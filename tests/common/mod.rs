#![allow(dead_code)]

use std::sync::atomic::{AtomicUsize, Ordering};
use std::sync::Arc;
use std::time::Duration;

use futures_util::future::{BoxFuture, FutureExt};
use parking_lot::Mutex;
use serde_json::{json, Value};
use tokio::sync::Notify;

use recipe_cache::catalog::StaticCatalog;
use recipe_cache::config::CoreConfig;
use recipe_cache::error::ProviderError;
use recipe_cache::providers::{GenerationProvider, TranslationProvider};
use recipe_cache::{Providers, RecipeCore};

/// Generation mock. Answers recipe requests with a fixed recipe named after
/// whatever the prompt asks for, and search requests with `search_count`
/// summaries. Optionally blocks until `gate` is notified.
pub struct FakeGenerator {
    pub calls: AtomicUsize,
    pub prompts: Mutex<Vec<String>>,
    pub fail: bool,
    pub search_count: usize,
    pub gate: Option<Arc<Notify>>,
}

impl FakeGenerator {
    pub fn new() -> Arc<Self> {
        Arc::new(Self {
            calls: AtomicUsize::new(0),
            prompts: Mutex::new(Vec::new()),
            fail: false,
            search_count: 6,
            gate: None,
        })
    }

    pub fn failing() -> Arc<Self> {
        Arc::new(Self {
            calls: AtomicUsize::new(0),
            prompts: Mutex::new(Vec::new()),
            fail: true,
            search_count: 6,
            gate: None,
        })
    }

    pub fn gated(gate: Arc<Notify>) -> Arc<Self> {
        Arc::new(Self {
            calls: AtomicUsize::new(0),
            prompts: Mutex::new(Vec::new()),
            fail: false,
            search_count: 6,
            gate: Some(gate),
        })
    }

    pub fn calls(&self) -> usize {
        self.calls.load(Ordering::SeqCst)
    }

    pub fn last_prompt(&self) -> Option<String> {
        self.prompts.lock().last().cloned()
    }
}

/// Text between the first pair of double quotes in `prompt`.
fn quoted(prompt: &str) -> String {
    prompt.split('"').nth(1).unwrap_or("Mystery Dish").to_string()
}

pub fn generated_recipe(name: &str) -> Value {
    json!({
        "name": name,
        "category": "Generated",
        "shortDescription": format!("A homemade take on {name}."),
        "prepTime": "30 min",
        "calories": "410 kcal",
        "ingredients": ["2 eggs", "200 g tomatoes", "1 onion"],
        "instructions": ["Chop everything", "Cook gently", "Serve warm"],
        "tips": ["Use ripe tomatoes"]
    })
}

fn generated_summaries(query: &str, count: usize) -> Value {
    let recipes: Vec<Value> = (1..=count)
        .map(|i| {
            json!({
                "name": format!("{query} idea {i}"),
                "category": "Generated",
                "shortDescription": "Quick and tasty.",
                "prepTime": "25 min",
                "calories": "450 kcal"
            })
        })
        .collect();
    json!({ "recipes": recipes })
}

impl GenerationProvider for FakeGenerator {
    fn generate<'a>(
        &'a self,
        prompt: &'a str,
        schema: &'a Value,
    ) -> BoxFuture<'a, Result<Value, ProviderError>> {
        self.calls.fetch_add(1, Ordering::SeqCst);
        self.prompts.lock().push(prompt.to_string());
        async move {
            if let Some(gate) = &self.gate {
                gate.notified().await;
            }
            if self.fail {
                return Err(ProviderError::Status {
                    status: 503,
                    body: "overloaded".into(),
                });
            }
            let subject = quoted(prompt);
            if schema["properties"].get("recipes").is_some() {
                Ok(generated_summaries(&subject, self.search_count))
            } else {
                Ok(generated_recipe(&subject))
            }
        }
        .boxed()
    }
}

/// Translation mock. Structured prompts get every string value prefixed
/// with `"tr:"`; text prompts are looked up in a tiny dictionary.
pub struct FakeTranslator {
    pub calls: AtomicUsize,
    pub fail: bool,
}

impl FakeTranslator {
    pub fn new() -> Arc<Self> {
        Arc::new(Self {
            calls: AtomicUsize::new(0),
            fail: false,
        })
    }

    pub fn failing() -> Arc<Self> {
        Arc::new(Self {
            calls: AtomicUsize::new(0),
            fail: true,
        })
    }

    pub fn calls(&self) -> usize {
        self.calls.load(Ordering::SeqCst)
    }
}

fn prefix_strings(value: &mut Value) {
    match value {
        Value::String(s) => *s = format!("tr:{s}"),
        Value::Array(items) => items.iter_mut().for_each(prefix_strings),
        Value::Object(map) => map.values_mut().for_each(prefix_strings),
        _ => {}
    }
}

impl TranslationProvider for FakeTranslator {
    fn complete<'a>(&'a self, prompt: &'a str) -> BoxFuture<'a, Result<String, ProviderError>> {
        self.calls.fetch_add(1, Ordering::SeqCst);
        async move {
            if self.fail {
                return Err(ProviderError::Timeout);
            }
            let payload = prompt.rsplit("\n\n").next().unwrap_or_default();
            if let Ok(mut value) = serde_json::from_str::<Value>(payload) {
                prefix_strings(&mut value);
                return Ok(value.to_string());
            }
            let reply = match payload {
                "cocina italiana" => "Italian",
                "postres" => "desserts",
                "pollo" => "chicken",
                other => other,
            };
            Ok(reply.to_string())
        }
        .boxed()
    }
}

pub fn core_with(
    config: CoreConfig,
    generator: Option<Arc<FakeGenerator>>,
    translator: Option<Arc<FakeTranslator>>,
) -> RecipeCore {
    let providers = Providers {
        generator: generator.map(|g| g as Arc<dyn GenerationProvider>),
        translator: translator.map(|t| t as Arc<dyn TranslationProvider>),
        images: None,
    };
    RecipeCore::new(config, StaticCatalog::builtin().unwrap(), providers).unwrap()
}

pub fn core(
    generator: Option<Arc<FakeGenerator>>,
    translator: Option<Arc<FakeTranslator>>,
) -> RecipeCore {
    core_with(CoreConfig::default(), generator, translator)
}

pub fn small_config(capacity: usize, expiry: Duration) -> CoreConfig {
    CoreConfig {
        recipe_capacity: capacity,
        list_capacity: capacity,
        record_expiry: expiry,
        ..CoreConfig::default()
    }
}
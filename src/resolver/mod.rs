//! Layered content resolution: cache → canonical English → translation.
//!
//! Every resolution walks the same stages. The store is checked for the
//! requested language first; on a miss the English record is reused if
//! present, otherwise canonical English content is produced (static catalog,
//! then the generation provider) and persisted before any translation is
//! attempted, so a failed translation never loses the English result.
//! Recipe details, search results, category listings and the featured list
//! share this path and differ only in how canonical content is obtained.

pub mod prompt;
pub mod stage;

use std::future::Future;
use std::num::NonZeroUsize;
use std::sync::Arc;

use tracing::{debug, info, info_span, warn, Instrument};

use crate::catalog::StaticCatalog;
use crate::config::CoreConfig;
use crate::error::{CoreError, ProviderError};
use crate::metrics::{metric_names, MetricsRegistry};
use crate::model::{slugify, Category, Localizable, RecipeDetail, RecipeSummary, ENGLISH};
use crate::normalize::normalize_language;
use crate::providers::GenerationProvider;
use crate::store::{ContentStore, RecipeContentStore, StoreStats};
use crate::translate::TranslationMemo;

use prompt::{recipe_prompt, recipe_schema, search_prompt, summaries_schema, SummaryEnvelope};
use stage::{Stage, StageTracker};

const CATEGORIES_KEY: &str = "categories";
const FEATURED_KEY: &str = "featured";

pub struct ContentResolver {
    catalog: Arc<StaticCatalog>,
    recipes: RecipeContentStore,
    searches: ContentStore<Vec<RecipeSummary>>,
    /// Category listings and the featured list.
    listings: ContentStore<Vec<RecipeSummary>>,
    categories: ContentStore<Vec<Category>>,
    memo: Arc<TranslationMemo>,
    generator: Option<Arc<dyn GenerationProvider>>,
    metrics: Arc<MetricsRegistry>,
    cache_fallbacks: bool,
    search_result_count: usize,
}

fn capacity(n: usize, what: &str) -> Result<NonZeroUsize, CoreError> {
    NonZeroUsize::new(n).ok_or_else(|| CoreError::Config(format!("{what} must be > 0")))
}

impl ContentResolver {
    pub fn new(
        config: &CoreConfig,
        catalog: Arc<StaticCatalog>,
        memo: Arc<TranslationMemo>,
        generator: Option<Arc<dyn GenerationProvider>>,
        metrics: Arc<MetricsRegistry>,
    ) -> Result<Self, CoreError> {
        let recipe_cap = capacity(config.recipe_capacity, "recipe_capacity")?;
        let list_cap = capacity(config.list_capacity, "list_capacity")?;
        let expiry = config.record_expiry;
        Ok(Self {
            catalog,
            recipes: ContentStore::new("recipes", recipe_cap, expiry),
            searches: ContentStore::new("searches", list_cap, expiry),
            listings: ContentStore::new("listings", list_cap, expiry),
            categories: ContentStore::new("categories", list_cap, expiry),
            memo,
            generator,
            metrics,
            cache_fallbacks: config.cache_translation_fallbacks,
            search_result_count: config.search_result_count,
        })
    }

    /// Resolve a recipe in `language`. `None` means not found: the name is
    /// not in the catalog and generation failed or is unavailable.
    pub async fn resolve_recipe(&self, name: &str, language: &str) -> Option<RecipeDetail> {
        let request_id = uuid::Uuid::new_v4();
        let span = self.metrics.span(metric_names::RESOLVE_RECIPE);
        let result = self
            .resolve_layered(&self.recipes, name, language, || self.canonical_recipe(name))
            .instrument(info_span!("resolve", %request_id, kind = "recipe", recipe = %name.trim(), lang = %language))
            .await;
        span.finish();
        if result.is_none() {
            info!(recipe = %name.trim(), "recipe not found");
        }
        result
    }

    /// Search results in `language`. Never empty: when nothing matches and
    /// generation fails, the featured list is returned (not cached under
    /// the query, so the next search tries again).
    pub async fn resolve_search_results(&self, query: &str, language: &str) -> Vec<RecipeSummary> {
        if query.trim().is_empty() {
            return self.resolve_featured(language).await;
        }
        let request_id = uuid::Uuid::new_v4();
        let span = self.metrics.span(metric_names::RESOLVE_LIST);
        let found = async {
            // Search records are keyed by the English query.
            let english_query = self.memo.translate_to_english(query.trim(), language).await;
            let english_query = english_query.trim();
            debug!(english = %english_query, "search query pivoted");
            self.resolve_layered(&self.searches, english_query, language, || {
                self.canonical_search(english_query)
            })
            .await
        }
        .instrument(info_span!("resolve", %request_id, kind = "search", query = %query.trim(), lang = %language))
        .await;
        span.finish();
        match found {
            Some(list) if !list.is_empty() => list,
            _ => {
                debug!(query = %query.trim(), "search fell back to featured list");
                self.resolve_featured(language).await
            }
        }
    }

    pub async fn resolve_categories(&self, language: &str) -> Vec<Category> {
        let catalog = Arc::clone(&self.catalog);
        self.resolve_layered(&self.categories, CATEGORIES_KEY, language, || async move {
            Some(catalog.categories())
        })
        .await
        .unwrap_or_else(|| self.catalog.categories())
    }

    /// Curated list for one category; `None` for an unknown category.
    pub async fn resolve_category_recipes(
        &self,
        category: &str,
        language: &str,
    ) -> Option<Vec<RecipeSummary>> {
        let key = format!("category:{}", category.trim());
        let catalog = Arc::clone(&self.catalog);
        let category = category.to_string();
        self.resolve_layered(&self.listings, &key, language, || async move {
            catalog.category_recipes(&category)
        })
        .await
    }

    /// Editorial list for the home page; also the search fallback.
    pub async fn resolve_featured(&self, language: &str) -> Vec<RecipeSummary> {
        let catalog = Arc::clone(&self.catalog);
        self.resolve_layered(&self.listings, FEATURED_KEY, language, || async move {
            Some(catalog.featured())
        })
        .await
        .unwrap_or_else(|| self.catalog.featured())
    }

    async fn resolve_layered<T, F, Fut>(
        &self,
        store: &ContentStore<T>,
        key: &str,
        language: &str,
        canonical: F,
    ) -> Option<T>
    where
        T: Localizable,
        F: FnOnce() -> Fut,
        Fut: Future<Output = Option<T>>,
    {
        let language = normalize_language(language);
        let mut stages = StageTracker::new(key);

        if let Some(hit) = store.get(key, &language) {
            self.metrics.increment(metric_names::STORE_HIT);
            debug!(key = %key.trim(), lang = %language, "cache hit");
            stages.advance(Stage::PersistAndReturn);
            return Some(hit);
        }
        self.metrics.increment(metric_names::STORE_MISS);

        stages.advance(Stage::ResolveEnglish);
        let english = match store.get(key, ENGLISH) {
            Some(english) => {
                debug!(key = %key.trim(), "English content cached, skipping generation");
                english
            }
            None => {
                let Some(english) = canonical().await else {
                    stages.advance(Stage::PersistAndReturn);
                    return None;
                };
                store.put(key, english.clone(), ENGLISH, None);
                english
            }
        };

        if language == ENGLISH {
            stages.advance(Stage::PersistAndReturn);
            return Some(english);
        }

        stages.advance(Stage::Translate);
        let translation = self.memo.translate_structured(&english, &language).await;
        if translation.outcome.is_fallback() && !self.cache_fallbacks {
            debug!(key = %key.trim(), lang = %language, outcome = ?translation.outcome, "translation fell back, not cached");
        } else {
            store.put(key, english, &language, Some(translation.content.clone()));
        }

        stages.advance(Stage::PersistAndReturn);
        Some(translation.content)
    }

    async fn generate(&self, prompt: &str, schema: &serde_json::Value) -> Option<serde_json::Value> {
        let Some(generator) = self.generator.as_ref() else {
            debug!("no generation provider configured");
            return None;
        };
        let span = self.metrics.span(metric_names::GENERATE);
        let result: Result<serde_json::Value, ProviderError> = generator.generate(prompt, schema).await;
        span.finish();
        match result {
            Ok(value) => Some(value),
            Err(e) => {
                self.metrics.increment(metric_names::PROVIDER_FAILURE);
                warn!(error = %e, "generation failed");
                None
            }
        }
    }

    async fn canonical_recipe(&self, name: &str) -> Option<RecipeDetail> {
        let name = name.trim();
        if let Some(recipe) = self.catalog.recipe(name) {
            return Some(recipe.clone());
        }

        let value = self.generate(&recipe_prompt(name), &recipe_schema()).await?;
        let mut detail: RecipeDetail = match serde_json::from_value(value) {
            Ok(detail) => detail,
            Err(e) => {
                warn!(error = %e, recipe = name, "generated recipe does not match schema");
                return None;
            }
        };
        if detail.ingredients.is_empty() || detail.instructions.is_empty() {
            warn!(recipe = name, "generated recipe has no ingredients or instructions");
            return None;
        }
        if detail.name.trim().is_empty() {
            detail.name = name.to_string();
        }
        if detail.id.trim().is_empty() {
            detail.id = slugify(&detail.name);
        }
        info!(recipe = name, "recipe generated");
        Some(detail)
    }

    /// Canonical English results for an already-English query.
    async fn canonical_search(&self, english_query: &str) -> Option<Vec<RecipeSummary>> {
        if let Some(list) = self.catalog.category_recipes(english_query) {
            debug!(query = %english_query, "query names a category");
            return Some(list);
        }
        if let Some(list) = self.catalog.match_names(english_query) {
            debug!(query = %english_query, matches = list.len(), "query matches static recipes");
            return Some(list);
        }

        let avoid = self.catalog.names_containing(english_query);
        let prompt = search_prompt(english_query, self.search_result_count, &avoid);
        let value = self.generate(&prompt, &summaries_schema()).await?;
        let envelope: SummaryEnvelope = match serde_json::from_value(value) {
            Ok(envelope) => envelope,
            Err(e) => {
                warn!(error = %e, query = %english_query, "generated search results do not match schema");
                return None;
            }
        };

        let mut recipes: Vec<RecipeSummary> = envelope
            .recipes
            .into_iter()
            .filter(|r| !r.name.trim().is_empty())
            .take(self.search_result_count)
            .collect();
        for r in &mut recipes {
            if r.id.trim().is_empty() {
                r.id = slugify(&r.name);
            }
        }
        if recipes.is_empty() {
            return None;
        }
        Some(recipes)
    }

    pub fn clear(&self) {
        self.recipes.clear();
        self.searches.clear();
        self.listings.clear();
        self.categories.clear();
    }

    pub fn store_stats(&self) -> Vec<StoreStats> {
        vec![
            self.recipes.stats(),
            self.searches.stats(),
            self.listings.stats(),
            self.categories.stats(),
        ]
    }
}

• _The problem_: The reply should consist only of the line containing "self.categories.clear();" and all lines after it in the listing above, reproduced exactly.

• _Written response_:
        self.categories.clear();
    }

    pub fn store_stats(&self) -> Vec<StoreStats> {
        vec![
            self.recipes.stats(),
            self.searches.stats(),
            self.listings.stats(),
            self.categories.stats(),
        ]
    }
}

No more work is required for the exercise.